Feb 20 (Wed), 14:15 in A315   

Robert Crittenden (Portsmouth)


 

Examining the evidence for dynamical dark energy

Our attempts to understand the nature of dark energy are complicated by the fact that, beyond the cosmological constant, we lack a single compelling model for how it may evolve. Here we develop a flexible and efficient non-parametric Bayesian method for reconstructing the time evolution of the dark energy equation of state w(z) from observational data. Of particular importance is the choice of prior, which must be chosen carefully to minimise variance and bias in the reconstruction. We apply it to a collection of cosmological data, and find that the cosmological constant appears consistent with current data, but that a dynamical dark energy model which evolves from w<~1 at z~0.25 to w > -1 at higher redshift is mildly favored.
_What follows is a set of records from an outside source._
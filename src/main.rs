//! Hotel Room-Rate Recommendation Engine
//!
//! CLI for scoring date ranges and training the pricing model.

use clap::{Parser, Subcommand};
use ratecast::{
    client::{PerplexityClient, SearchProvider},
    config::{Config, PerplexityConfig},
    engine::{EngineOptions, PricingEngine},
    ml::PriceModel,
    types::{PricingItem, RunMetadata, PricingRequest},
};
use std::path::{Path, PathBuf};
use tracing_subscriber::{layer::SubscriberExt, util::SubscriberInitExt};

#[derive(Parser)]
#[command(name = "ratecast")]
#[command(about = "Daily room-rate recommendations from heuristics, events and ML")]
struct Cli {
    #[command(subcommand)]
    command: Commands,

    /// Config file path
    #[arg(short, long, default_value = "ratecast.toml")]
    config: String,
}

#[derive(Subcommand)]
enum Commands {
    /// Score a date range and export the recommendations as CSV
    Run {
        /// First date to score (YYYY-MM-DD)
        #[arg(long)]
        from: String,
        /// Last date to score, inclusive (YYYY-MM-DD)
        #[arg(long)]
        to: String,
        #[arg(long, default_value = "1")]
        hotel_id: i64,
        #[arg(long, default_value = "DLX-QUEEN")]
        room_type: String,
        /// "City, Country" for the events search
        #[arg(long, default_value = "Dublin, Ireland")]
        location: String,
        /// Override the configured data directory
        #[arg(long)]
        data_dir: Option<String>,
        /// Override the configured cache directory
        #[arg(long)]
        cache_dir: Option<String>,
        /// Override the configured output directory
        #[arg(long)]
        out_dir: Option<String>,
        /// Disable external event search (cache/fallback only)
        #[arg(long)]
        disable_events: bool,
        /// Max results to request from the search provider
        #[arg(long)]
        max_search_results: Option<usize>,
        /// Ignore the events cache and refresh
        #[arg(long)]
        force_refresh_events: bool,
        /// Disable ML blending (heuristics only)
        #[arg(long)]
        disable_ml: bool,
        /// Weight of the ML prediction in the ensemble [0..1]
        #[arg(long)]
        ml_weight: Option<f64>,
        /// Rolling median window size for smoothing (>= 1)
        #[arg(long)]
        smoothing_window: Option<usize>,
    },
    /// Train the pricing model from the data directory
    Train {
        #[arg(long)]
        data_dir: Option<String>,
        #[arg(long)]
        cache_dir: Option<String>,
    },
}

#[tokio::main]
async fn main() -> anyhow::Result<()> {
    // .env may carry PERPLEXITY_API_KEY
    dotenvy::dotenv().ok();

    tracing_subscriber::registry()
        .with(tracing_subscriber::fmt::layer())
        .with(tracing_subscriber::EnvFilter::from_default_env())
        .init();

    let cli = Cli::parse();
    let config = Config::load(&cli.config)?;

    match cli.command {
        Commands::Run {
            from,
            to,
            hotel_id,
            room_type,
            location,
            data_dir,
            cache_dir,
            out_dir,
            disable_events,
            max_search_results,
            force_refresh_events,
            disable_ml,
            ml_weight,
            smoothing_window,
        } => {
            let data_dir = expand_dir(data_dir.as_deref().unwrap_or(&config.engine.data_dir));
            let cache_dir = expand_dir(cache_dir.as_deref().unwrap_or(&config.engine.cache_dir));
            let out_dir = expand_dir(out_dir.as_deref().unwrap_or(&config.engine.out_dir));

            let options = EngineOptions {
                disable_external: disable_events,
                max_search_results: max_search_results
                    .unwrap_or(config.engine.max_search_results),
                force_refresh: force_refresh_events,
                disable_ml,
                ml_weight: ml_weight.unwrap_or(config.engine.ml_weight).clamp(0.0, 1.0),
                smoothing_window: smoothing_window
                    .unwrap_or(config.engine.smoothing_window)
                    .max(1),
            };

            let provider = build_provider(config.perplexity.as_ref());
            let model = if disable_ml {
                None
            } else {
                PriceModel::load(&cache_dir)
            };
            let engine = PricingEngine::new(&data_dir, &cache_dir, provider).with_model(model);

            let request = PricingRequest {
                hotel_id,
                room_type_code: room_type,
                from_date: from,
                to_date: to,
                location: Some(location),
            };
            let (items, meta) = engine.score_dates(&request, &options).await?;

            print_preview(&items, &meta);
            let out_path = write_csv(&out_dir, &items)?;
            println!("[ratecast] wrote CSV -> {}", out_path.display());
            Ok(())
        }
        Commands::Train { data_dir, cache_dir } => {
            let data_dir = expand_dir(data_dir.as_deref().unwrap_or(&config.engine.data_dir));
            let cache_dir = expand_dir(cache_dir.as_deref().unwrap_or(&config.engine.cache_dir));
            match PriceModel::train_from_data_dir(&data_dir, &cache_dir) {
                Some(model) => {
                    println!(
                        "[ratecast] trained model {} on {} samples (validation MAE {:?}) -> {}",
                        model.version(),
                        model.n_samples(),
                        model.validation_mae(),
                        cache_dir.display()
                    );
                }
                None => {
                    println!("[ratecast] training failed or no suitable data found");
                }
            }
            Ok(())
        }
    }
}

fn expand_dir(raw: &str) -> PathBuf {
    PathBuf::from(shellexpand::tilde(raw).into_owned())
}

fn build_provider(config: Option<&PerplexityConfig>) -> Option<Box<dyn SearchProvider>> {
    let from_env = std::env::var("PERPLEXITY_API_KEY").ok().filter(|k| !k.is_empty());
    let resolved = match (config, from_env) {
        (Some(cfg), _) if !cfg.api_key.is_empty() => Some(cfg.clone()),
        (Some(cfg), Some(key)) => Some(PerplexityConfig {
            api_key: key,
            base_url: cfg.base_url.clone(),
        }),
        (None, Some(key)) => Some(PerplexityConfig {
            api_key: key,
            base_url: "https://api.perplexity.ai".to_string(),
        }),
        _ => None,
    };
    match resolved {
        Some(cfg) => match PerplexityClient::new(&cfg) {
            Ok(client) => Some(Box::new(client)),
            Err(e) => {
                tracing::warn!("Search provider unavailable, events disabled: {}", e);
                None
            }
        },
        None => {
            tracing::warn!("No Perplexity API key configured, events search disabled");
            None
        }
    }
}

fn print_preview(items: &[PricingItem], meta: &RunMetadata) {
    println!(
        "[ratecast] scored {} days (hotel_id={} room_type={} location={})",
        meta.num_items,
        meta.hotel_id,
        meta.room_type_code,
        meta.location.as_deref().unwrap_or("-")
    );
    for item in items.iter().take(5) {
        println!(
            "  {}  rec={:.2}  min={:.2}  max={:.2}  drivers={}",
            item.date,
            item.price_rec,
            item.price_min,
            item.price_max,
            item.drivers.join(", ")
        );
    }
    if items.len() > 5 {
        println!("  ...");
    }
    if !meta.sources.is_empty() {
        println!("[ratecast] event sources ({}):", meta.sources.len());
        for source in meta.sources.iter().take(5) {
            println!("  - {} :: {}", source.title, source.url);
        }
        if meta.sources.len() > 5 {
            println!("  ...");
        }
    }
}

fn write_csv(out_dir: &Path, items: &[PricingItem]) -> anyhow::Result<PathBuf> {
    std::fs::create_dir_all(out_dir)?;
    let timestamp = chrono::Local::now().format("%Y%m%d-%H%M%S");
    let out_path = out_dir.join(format!("pricing_{timestamp}.csv"));
    let mut writer = csv::Writer::from_path(&out_path)?;
    writer.write_record(["date", "room_type_code", "price_rec", "price_min", "price_max", "drivers"])?;
    for item in items {
        writer.write_record(&[
            item.date.clone(),
            item.room_type_code.clone(),
            format!("{:.2}", item.price_rec),
            format!("{:.2}", item.price_min),
            format!("{:.2}", item.price_max),
            item.drivers.join("|"),
        ])?;
    }
    writer.flush()?;
    Ok(out_path)
}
Estimates of the Bayesian evidences show little preference between the cosmological constant model and the dynamical model for a range of correlated prior choices. Looking towards future data, we find that the best fit models for current data could be well distinguished from the ΛCDM model by observations such as Planck and Euclid-like surveys.
 

References

Zhao et al. Phys.Rev.Lett. 109, 171301 (2012), preprint arXiv:1207.3804
Crittenden et al. JCAP 1202 (2012) 048, preprint arXiv:1112:1693.